Holy Basil (Kaprow) - This variety tastes like cloves, and is just as pungent, which explains its alternative name; hot basil. The leaves release their full flavor only when cooked. It is often used in fish dishes, and sautéed with meat.
Cardamom (Krawan) - Cardamoms have a warm, pungent flavor. It is used in both savoury and sweet dishes. In Thailand, it is one of the flavorings for massaman curry.
Bay Leaf (Bai Krawan) - Thai bay leaf is not the same as the Western bay, both plants belong to the family Lauraceae and have a similar flavor. Thai bay leaves are used in Massaman curry and soups.
Chillies (Prik) - These are such an intrinsic part of the Thai cuisine to five a hot, spicy flavor. Chilli contains capsaicin, a biologically active ingredient beneficial to the respiratory system, blood pressure and heart.
Cilantro (Pak Chee) - The entire plant is used in Thai cooking. Each part, whether roots, stems, leaves, or seeds, has its own unique flavor and specific use. The fresh, delicate leaves are used in sauces, curries, and for garnishes, the roots and stems are crushed and used for marinades, and the seeds are ground to add flavor to various curry pastes.
Cumin (Yira) - The whole seeds of this aromatic spice are not used in Thai cooking, but ground cumin is an important ingredient in curry pastes.
Galangal (Kah) - This is a member of the ginger family and it has a similar appearance. It is slightly harder than ginger, but is used in much the same way. Young galangal has a lemony flavor, and is best used in soups. As it matures, the flavor intensifies and becomes more peppery and is used in curry pastes
Lesser Galangal (Krachai) - The flavor of this spice is a cross between ginger and black pepper and the fresh spice is most often used in jungle curries and fish dishes.
Garlic (Kratiem) - Thais use huge amounts of garlic in their cooking. Thai garlic tends to be smaller and more pungent than most garlic. It typically has a thin pink skin, which is seldom removed before use.
Ginger (Khing) - The roots are used medicinally and for flavoring food. Young roots are used to flavor drinks, use in marinades for meat, and also use in some desserts.
Kaffir Lime (Ma Krut) - The leaves, peel and juice of the Kaffir Lime are used as a flavoring in Thai cuisine. The leaves are often used in soups, and peel is the ingredient in most Thai curry pastes. The major therapeutic benefit of the juice is as an appetizer.
Lemongrass (Ta Krai) - This is one of an essential ingredient in Thai cooking. Lemongrass is a citrus flavored plant and is often used in spicy soups.
Mint (Saranae) - Mint is a popular herb in Thailand. The leaves are often used fresh in spicy salads.
Pepercorns (Prik Thai) - Thai cooks use only two types of peppercorns: white for seasoning and green as a garnish and flavor for jungle curries and stir-fries.

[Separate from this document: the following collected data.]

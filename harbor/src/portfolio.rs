use crate::{
    config::{CurrencySettings, MinMax, PortfolioSettings},
    event::{DataTick, Direction, EventMeta, OrderEvent, OrderType, Signal},
    funding::{FundManager, PoolId},
};
use chrono::{DateTime, Utc};
use fnv::FnvHashMap;
use harbor_instrument::MarketKey;
use serde::{Deserialize, Serialize};
use tracing::debug;

/// Snapshot of one market's funds and position at a point in time. Monotone in `time`.
#[derive(Debug, Clone, PartialEq, Default, Deserialize, Serialize)]
pub struct Holding {
    pub time: DateTime<Utc>,
    pub initial_funds: f64,
    pub remaining_funds: f64,
    pub position_size: f64,
    pub position_value: f64,
    pub realized_pnl: f64,
    pub total_value: f64,
    pub fees_paid: f64,
    pub slippage_cost: f64,
}

/// Per market state the portfolio tracks.
#[derive(Debug, Clone)]
pub struct MarketState {
    pub settings: CurrencySettings,
    pub holding: Holding,
}

/// Gating and sizing stage: turns strategy [`Signal`]s into sized [`OrderEvent`]s, or into
/// non-actionable directions with reasons when funds or position are insufficient.
#[derive(Debug)]
pub struct Portfolio {
    settings: PortfolioSettings,
    markets: FnvHashMap<MarketKey, MarketState>,
}

/// Outcome of portfolio evaluation of one [`Signal`].
#[derive(Debug, Clone, PartialEq)]
pub enum Evaluation {
    Order(OrderEvent),
    /// The signal could not be acted on; the direction and reason explain why.
    NoAction { meta: EventMeta, direction: Direction },
}

impl Portfolio {
    pub fn new(
        settings: PortfolioSettings,
        markets: impl IntoIterator<Item = (MarketKey, CurrencySettings)>,
    ) -> Self {
        let markets = markets
            .into_iter()
            .map(|(key, settings)| {
                let initial_funds = settings.initial_quote_funds;
                (
                    key,
                    MarketState {
                        settings,
                        holding: Holding {
                            initial_funds,
                            remaining_funds: initial_funds,
                            total_value: initial_funds,
                            ..Default::default()
                        },
                    },
                )
            })
            .collect();

        Self { settings, markets }
    }

    /// The latest [`Holding`] snapshot for a market.
    pub fn holding(&self, key: &MarketKey) -> Option<&Holding> {
        self.markets.get(key).map(|state| &state.holding)
    }

    /// The configured [`CurrencySettings`] for a market.
    pub fn settings(&self, key: &MarketKey) -> Option<&CurrencySettings> {
        self.markets.get(key).map(|state| &state.settings)
    }

    /// Evaluate a [`Signal`] against the market's holding and funding, producing a sized order
    /// or a gated outcome.
    pub fn evaluate(
        &self,
        signal: &Signal,
        tick: &DataTick,
        funding: &FundManager,
    ) -> Evaluation {
        let Some(state) = self.markets.get(&signal.meta.key) else {
            return Evaluation::NoAction {
                meta: signal.meta.clone().with_reason("market not configured"),
                direction: Direction::MissingData,
            };
        };

        match signal.direction {
            Direction::Buy => self.evaluate_buy(signal, tick, state, funding),
            Direction::Sell => self.evaluate_sell(signal, tick, state),
            direction => Evaluation::NoAction {
                meta: signal.meta.clone(),
                direction,
            },
        }
    }

    fn evaluate_buy(
        &self,
        signal: &Signal,
        tick: &DataTick,
        state: &MarketState,
        funding: &FundManager,
    ) -> Evaluation {
        let key = &signal.meta.key;
        let quote_pool = funding.pool_id(key.venue, key.asset, &key.pair, &key.pair.quote);
        let available = self.available_quote_funds(state, funding, &quote_pool);

        if available <= 0.0 {
            return Evaluation::NoAction {
                meta: signal
                    .meta
                    .clone()
                    .with_reason("no remaining funds to buy with"),
                direction: Direction::CouldNotBuy,
            };
        }

        let price = order_price(signal, tick);
        if price <= 0.0 {
            return Evaluation::NoAction {
                meta: signal.meta.clone().with_reason("tick carries no price"),
                direction: Direction::MissingData,
            };
        }

        // Size against the worst-case cost per unit so fees and slippage cannot overdraw funds
        let unit_cost = price * cost_buffer(&state.settings);
        let amount = size_order(
            available * self.settings.leverage / unit_cost,
            &state.settings.buy_side,
            &self.settings.buy_side,
        );
        if amount <= 0.0 {
            return Evaluation::NoAction {
                meta: signal
                    .meta
                    .clone()
                    .with_reason("sized amount below configured minimum"),
                direction: Direction::CouldNotBuy,
            };
        }

        Evaluation::Order(OrderEvent {
            meta: signal.meta.clone(),
            direction: Direction::Buy,
            order_type: signal.order_type,
            price,
            amount,
        })
    }

    fn evaluate_sell(&self, signal: &Signal, tick: &DataTick, state: &MarketState) -> Evaluation {
        if state.holding.position_size <= 0.0 {
            return Evaluation::NoAction {
                meta: signal.meta.clone().with_reason("no position to sell"),
                direction: Direction::CouldNotSell,
            };
        }

        let price = order_price(signal, tick);
        let amount = size_order(
            state.holding.position_size,
            &state.settings.sell_side,
            &self.settings.sell_side,
        );
        if amount <= 0.0 {
            return Evaluation::NoAction {
                meta: signal
                    .meta
                    .clone()
                    .with_reason("sized amount below configured minimum"),
                direction: Direction::CouldNotSell,
            };
        }

        Evaluation::Order(OrderEvent {
            meta: signal.meta.clone(),
            direction: Direction::Sell,
            order_type: signal.order_type,
            price,
            amount,
        })
    }

    fn available_quote_funds(
        &self,
        state: &MarketState,
        funding: &FundManager,
        quote_pool: &PoolId,
    ) -> f64 {
        match funding.pool(quote_pool) {
            Some(_) => funding.available(quote_pool),
            // No registered pool: fall back to the holding snapshot
            None => state.holding.remaining_funds,
        }
    }

    /// Apply a fill to the market's [`Holding`], keeping the snapshot monotone in time.
    pub fn update_from_fill(
        &mut self,
        key: &MarketKey,
        time: DateTime<Utc>,
        direction: Direction,
        amount: f64,
        total: f64,
        fee: f64,
        slippage_cost: f64,
        mark_price: f64,
    ) {
        let Some(state) = self.markets.get_mut(key) else {
            debug!(%key, "fill for unconfigured market ignored");
            return;
        };

        let holding = &mut state.holding;
        match direction {
            Direction::Buy => {
                holding.remaining_funds -= total + fee;
                holding.position_size += amount;
            }
            Direction::Sell => {
                let cost_basis = mark_price * amount;
                holding.remaining_funds += total - fee;
                holding.position_size -= amount;
                holding.realized_pnl += total - fee - cost_basis;
            }
            _ => return,
        }

        holding.fees_paid += fee;
        holding.slippage_cost += slippage_cost;
        holding.position_value = holding.position_size * mark_price;
        holding.total_value = holding.remaining_funds + holding.position_value;
        holding.time = holding.time.max(time);
    }

    /// Re-mark position value from the latest tick close.
    pub fn update_from_market(&mut self, key: &MarketKey, time: DateTime<Utc>, close: f64) {
        if let Some(state) = self.markets.get_mut(key) {
            let holding = &mut state.holding;
            holding.position_value = holding.position_size * close;
            holding.total_value = holding.remaining_funds + holding.position_value;
            holding.time = holding.time.max(time);
        }
    }
}

/// Worst-case cost multiplier of one unit at the quoted price, covering maximum slippage plus
/// the larger fee rate.
pub fn cost_buffer(settings: &CurrencySettings) -> f64 {
    (1.0 + settings.max_slippage_percent / 100.0)
        * (1.0 + settings.taker_fee.max(settings.maker_fee))
}

/// The price an order would execute around: tick close for market orders, the signal price for
/// limit orders.
fn order_price(signal: &Signal, tick: &DataTick) -> f64 {
    match signal.order_type {
        OrderType::Market => tick.candle.close,
        OrderType::Limit => signal.price,
    }
}

/// Clamp a candidate order size into the configured per market and global bounds.
fn size_order(candidate: f64, market_side: &MinMax, global_side: &MinMax) -> f64 {
    let mut amount = candidate;
    for bounds in [market_side, global_side] {
        if bounds.maximum_size > 0.0 {
            amount = amount.min(bounds.maximum_size);
        }
    }
    for bounds in [market_side, global_side] {
        if bounds.minimum_size > 0.0 && amount < bounds.minimum_size {
            return 0.0;
        }
    }
    amount
}

#[cfg(test)]
mod tests {
    use super::*;
    use crate::{
        data::test_util::{market_key, tick},
        funding::FundingMode,
    };
    use harbor_exchange::kline::Interval;
    use harbor_instrument::{asset::AssetClass, exchange::VenueId, symbol::Symbol};

    fn currency_settings(initial_quote: f64) -> CurrencySettings {
        CurrencySettings {
            venue: VenueId::BinanceSpot,
            asset: AssetClass::Spot,
            base: Symbol::new("btc"),
            quote: Symbol::new("usdt"),
            initial_base_funds: 0.0,
            initial_quote_funds: initial_quote,
            buy_side: MinMax::default(),
            sell_side: MinMax::default(),
            maker_fee: 0.0,
            taker_fee: 0.0,
            min_slippage_percent: 0.0,
            max_slippage_percent: 0.1,
            use_exchange_order_limits: false,
            skip_candle_volume_fit_check: false,
        }
    }

    fn signal(direction: Direction) -> Signal {
        Signal {
            meta: EventMeta::new(
                market_key(),
                Default::default(),
                Interval::OneHour,
            ),
            direction,
            price: 0.0,
            order_type: OrderType::Market,
        }
    }

    fn portfolio(initial_quote: f64) -> Portfolio {
        Portfolio::new(
            PortfolioSettings::default(),
            [(market_key(), currency_settings(initial_quote))],
        )
    }

    #[test]
    fn test_sell_with_zero_position_is_could_not_sell() {
        let portfolio = portfolio(1000.0);
        let funding = FundManager::new(FundingMode::PerPair);

        let evaluation = portfolio.evaluate(&signal(Direction::Sell), &tick(0, 100.0), &funding);
        assert!(matches!(
            evaluation,
            Evaluation::NoAction {
                direction: Direction::CouldNotSell,
                ..
            }
        ));
    }

    #[test]
    fn test_buy_with_no_funds_is_could_not_buy() {
        let portfolio = portfolio(0.0);
        let funding = FundManager::new(FundingMode::PerPair);

        let evaluation = portfolio.evaluate(&signal(Direction::Buy), &tick(0, 100.0), &funding);
        assert!(matches!(
            evaluation,
            Evaluation::NoAction {
                direction: Direction::CouldNotBuy,
                ..
            }
        ));
    }

    #[test]
    fn test_buy_produces_sized_order() {
        let portfolio = portfolio(1000.0);
        let funding = FundManager::new(FundingMode::PerPair);

        let evaluation = portfolio.evaluate(&signal(Direction::Buy), &tick(0, 100.0), &funding);
        let Evaluation::Order(order) = evaluation else {
            panic!("expected an order");
        };
        assert_eq!(order.direction, Direction::Buy);
        assert_eq!(order.price, 100.0);
        // Sized against worst-case unit cost: 1000 / (100 * cost_buffer)
        let expected = 1000.0 / (100.0 * cost_buffer(&currency_settings(1000.0)));
        assert!((order.amount - expected).abs() < 1e-12);
    }

    #[test]
    fn test_fill_updates_holding_and_enables_sell() {
        let mut portfolio = portfolio(1000.0);
        let funding = FundManager::new(FundingMode::PerPair);

        portfolio.update_from_fill(
            &market_key(),
            Default::default(),
            Direction::Buy,
            5.0,
            500.0,
            1.0,
            0.5,
            100.0,
        );

        let holding = portfolio.holding(&market_key()).unwrap();
        assert_eq!(holding.position_size, 5.0);
        assert_eq!(holding.remaining_funds, 499.0);
        assert_eq!(holding.fees_paid, 1.0);

        let evaluation = portfolio.evaluate(&signal(Direction::Sell), &tick(0, 100.0), &funding);
        assert!(matches!(evaluation, Evaluation::Order(_)));
    }

    #[test]
    fn test_size_order_respects_bounds() {
        let market_side = MinMax {
            minimum_size: 1.0,
            maximum_size: 5.0,
            maximum_total: 0.0,
        };
        let global_side = MinMax::default();

        assert_eq!(size_order(10.0, &market_side, &global_side), 5.0);
        assert_eq!(size_order(0.5, &market_side, &global_side), 0.0);
        assert_eq!(size_order(3.0, &market_side, &global_side), 3.0);
    }
}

Tamarind (Ma Kam) - Tamarind juice is one of the main souring agents in Thai cooking and is an essential ingredient of several Thai dishes. It is both fruity and refreshing and has a tart and sour flavor without being bitter.
Turmeric (Kamin) - It has unique aromatic characteristics and use to provide yellow coloring for Thai food. In Thailand it often forms part of curry pastes and also in the marinades for meat.